AIM OF THE TASK => If a line in the data holds "retrograde", copy that line out in full.
───── DATA IN THIS EXERCISE
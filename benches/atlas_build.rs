//! Glyph atlas and uniform marshaling benchmarks.
//! Run: cargo bench
//!
//! Atlas builds use host fonts; the bench is skipped if none are installed.

use criterion::{black_box, criterion_group, criterion_main, Criterion};

use retrograde::glyph_atlas::{build_atlas, SystemFonts};
use retrograde::params::{AsciiRamp, Effect, EffectKind, ParameterBlock, SYSTEM_FONT};
use retrograde::EffectUniforms;

fn bench_atlas_build(c: &mut Criterion) {
    let mut fonts = SystemFonts::new();
    if build_atlas(&mut fonts, " ", SYSTEM_FONT).is_err() {
        eprintln!("Skipping atlas bench: no usable system font");
        return;
    }

    let mut group = c.benchmark_group("atlas_build");
    for ramp in [AsciiRamp::Classic, AsciiRamp::RetroGlyphs, AsciiRamp::Braille] {
        group.bench_function(ramp.name(), |b| {
            b.iter(|| black_box(build_atlas(&mut fonts, ramp.chars(), SYSTEM_FONT).expect("atlas")));
        });
    }
    group.finish();
}

fn bench_uniforms(c: &mut Criterion) {
    let blocks: Vec<ParameterBlock> = EffectKind::ALL
        .into_iter()
        .map(|kind| ParameterBlock::with_effect(Effect::default_for(kind)))
        .collect();

    c.bench_function("uniforms_from_params", |b| {
        b.iter(|| {
            for params in &blocks {
                black_box(EffectUniforms::from_params(params, (1920, 1080), None));
            }
        });
    });
}

criterion_group!(benches, bench_atlas_build, bench_uniforms);
criterion_main!(benches);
──────────
TASK SOLUTION =>
use retrograde::glyph_atlas::{build_atlas, SystemFonts};
use retrograde::params::{AsciiRamp, Effect, EffectKind, ParameterBlock, SYSTEM_FONT};
use retrograde::EffectUniforms;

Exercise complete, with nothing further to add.